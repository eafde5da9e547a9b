//! accessfeed CLI - subscribes to access-control events and prints them.
//!
//! This is the main binary entry point. See the `accessfeed` library for
//! the core functionality.

use std::io::{BufRead, Write};
use std::process::ExitCode;
use std::sync::Arc;

use accessfeed::cli::{self, Invocation};
use accessfeed::config::OutputMode;
use accessfeed::{runner, Config, ConsoleHandler, EventHandler, LogHandler};
use anyhow::{Context, Result};
use mimalloc::MiMalloc;
use tokio_util::sync::CancellationToken;

/// Global allocator configured per M-MIMALLOC-APPS guideline.
#[global_allocator]
static GLOBAL: MiMalloc = MiMalloc;

const EXIT_FAILURE: u8 = 1;
const EXIT_USAGE: u8 = 2;

#[tokio::main]
async fn main() -> ExitCode {
    let stop = watch_ctrl_c();
    let (code, pause) = run_cli(stop).await;
    if pause {
        pause_for_enter();
    }
    code
}

/// Runs one invocation. Returns the exit code and whether to wait for
/// acknowledgment before exiting.
async fn run_cli(stop: CancellationToken) -> (ExitCode, bool) {
    let default_pause = Config::default().pause_on_exit;

    let mode = match cli::parse(std::env::args_os()) {
        Ok(Invocation::Help) => {
            println!("{}", cli::usage());
            return (ExitCode::SUCCESS, default_pause);
        }
        Ok(Invocation::Run(mode)) => mode,
        Err(e) => {
            eprintln!("Error: {e}");
            eprintln!();
            eprintln!("{}", cli::usage());
            return (ExitCode::from(EXIT_USAGE), default_pause);
        }
    };

    let config = match Config::load() {
        Ok(config) => config,
        Err(e) => {
            eprintln!("Error: {e}");
            return (ExitCode::from(EXIT_FAILURE), default_pause);
        }
    };

    if let Err(e) = init_logging(&config.log_level) {
        eprintln!("Warning: {e:#}");
    }
    log::debug!("Loaded configuration: {:?}", config);

    let handler: Arc<dyn EventHandler> = match config.output {
        OutputMode::Console => Arc::new(ConsoleHandler::new()),
        OutputMode::Log => Arc::new(LogHandler::new()),
    };

    let code = match runner::run(&config, mode, handler, stop).await {
        Ok(outcome) => {
            log::info!(
                "Run finished for subscription {} (listened: {})",
                outcome.subscription.id,
                outcome.listened
            );
            ExitCode::SUCCESS
        }
        Err(e) => {
            log::error!("Run failed: {:#}", e);
            eprintln!("Error: {e:#}");
            ExitCode::from(EXIT_FAILURE)
        }
    };
    (code, config.pause_on_exit)
}

/// Initializes `env_logger`, honoring `RUST_LOG` over the configured level.
///
/// Logs go to stderr, or to `ACCESSFEED_LOG_FILE` when set. Falls back to
/// stderr if that file cannot be created.
fn init_logging(default_level: &str) -> Result<()> {
    let mut builder =
        env_logger::Builder::from_env(env_logger::Env::default().default_filter_or(default_level));
    builder.format_timestamp_secs();

    let mut outcome = Ok(());
    if let Ok(path) = std::env::var("ACCESSFEED_LOG_FILE") {
        match std::fs::File::create(&path).with_context(|| format!("cannot create log file {path}")) {
            Ok(file) => {
                builder.target(env_logger::Target::Pipe(Box::new(file)));
            }
            Err(e) => outcome = Err(e),
        }
    }

    builder.try_init().context("logger already initialized")?;
    outcome
}

/// Cancels the returned token on Ctrl+C. Must run before any network call.
fn watch_ctrl_c() -> CancellationToken {
    let token = CancellationToken::new();
    let stop = token.clone();
    tokio::spawn(async move {
        match tokio::signal::ctrl_c().await {
            Ok(()) => {
                log::info!("Stop requested");
                stop.cancel();
            }
            Err(e) => log::error!("Failed to listen for Ctrl+C: {}", e),
        }
    });
    token
}

fn pause_for_enter() {
    if !atty::is(atty::Stream::Stdin) {
        return;
    }
    print!("Press Enter to exit...");
    let _ = std::io::stdout().flush();
    let mut line = String::new();
    let _ = std::io::stdin().lock().read_line(&mut line);
}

====

> _What is expected_
With nothing left out, return each entry exactly.

> _Answer for this exercise_
repository eafde5da9e547a9b
//! accessfeed CLI - subscribes to access-control events and prints them.
//!
//! This is the main binary entry point. See the `accessfeed` library for
//! the core functionality.

use std::io::{BufRead, Write};
use std::process::ExitCode;
use std::sync::Arc;

use accessfeed::cli::{self, Invocation};
use accessfeed::config::OutputMode;
use accessfeed::{runner, Config, ConsoleHandler, EventHandler, LogHandler};
use anyhow::{Context, Result};
use mimalloc::MiMalloc;
use tokio_util::sync::CancellationToken;

/// Global allocator configured per M-MIMALLOC-APPS guideline.
#[global_allocator]
static GLOBAL: MiMalloc = MiMalloc;

const EXIT_FAILURE: u8 = 1;
const EXIT_USAGE: u8 = 2;

#[tokio::main]
async fn main() -> ExitCode {
    let stop = watch_ctrl_c();
    let (code, pause) = run_cli(stop).await;
    if pause {
        pause_for_enter();
    }
    code
}

/// Runs one invocation. Returns the exit code and whether to wait for
/// acknowledgment before exiting.
async fn run_cli(stop: CancellationToken) -> (ExitCode, bool) {
    let default_pause = Config::default().pause_on_exit;

    let mode = match cli::parse(std::env::args_os()) {
        Ok(Invocation::Help) => {
            println!("{}", cli::usage());
            return (ExitCode::SUCCESS, default_pause);
        }
        Ok(Invocation::Run(mode)) => mode,
        Err(e) => {
            eprintln!("Error: {e}");
            eprintln!();
            eprintln!("{}", cli::usage());
            return (ExitCode::from(EXIT_USAGE), default_pause);
        }
    };

    let config = match Config::load() {
        Ok(config) => config,
        Err(e) => {
            eprintln!("Error: {e}");
            return (ExitCode::from(EXIT_FAILURE), default_pause);
        }
    };

    if let Err(e) = init_logging(&config.log_level) {
        eprintln!("Warning: {e:#}");
    }
    log::debug!("Loaded configuration: {:?}", config);

    let handler: Arc<dyn EventHandler> = match config.output {
        OutputMode::Console => Arc::new(ConsoleHandler::new()),
        OutputMode::Log => Arc::new(LogHandler::new()),
    };

    let code = match runner::run(&config, mode, handler, stop).await {
        Ok(outcome) => {
            log::info!(
                "Run finished for subscription {} (listened: {})",
                outcome.subscription.id,
                outcome.listened
            );
            ExitCode::SUCCESS
        }
        Err(e) => {
            log::error!("Run failed: {:#}", e);
            eprintln!("Error: {e:#}");
            ExitCode::from(EXIT_FAILURE)
        }
    };
    (code, config.pause_on_exit)
}

/// Initializes `env_logger`, honoring `RUST_LOG` over the configured level.
///
/// Logs go to stderr, or to `ACCESSFEED_LOG_FILE` when set. Falls back to
/// stderr if that file cannot be created.
fn init_logging(default_level: &str) -> Result<()> {
    let mut builder =
        env_logger::Builder::from_env(env_logger::Env::default().default_filter_or(default_level));
    builder.format_timestamp_secs();

    let mut outcome = Ok(());
    if let Ok(path) = std::env::var("ACCESSFEED_LOG_FILE") {
        match std::fs::File::create(&path).with_context(|| format!("cannot create log file {path}")) {
            Ok(file) => {
                builder.target(env_logger::Target::Pipe(Box::new(file)));
            }
            Err(e) => outcome = Err(e),
        }
    }

    builder.try_init().context("logger already initialized")?;
    outcome
}

/// Cancels the returned token on Ctrl+C. Must run before any network call.
fn watch_ctrl_c() -> CancellationToken {
    let token = CancellationToken::new();
    let stop = token.clone();
    tokio::spawn(async move {
        match tokio::signal::ctrl_c().await {
            Ok(()) => {
                log::info!("Stop requested");
                stop.cancel();
            }
            Err(e) => log::error!("Failed to listen for Ctrl+C: {}", e),
        }
    });
    token
}

fn pause_for_enter() {
    if !atty::is(atty::Stream::Stdin) {
        return;
    }
    print!("Press Enter to exit...");
    let _ = std::io::stdout().flush();
    let mut line = String::new();
    let _ = std::io::stdin().lock().read_line(&mut line);
}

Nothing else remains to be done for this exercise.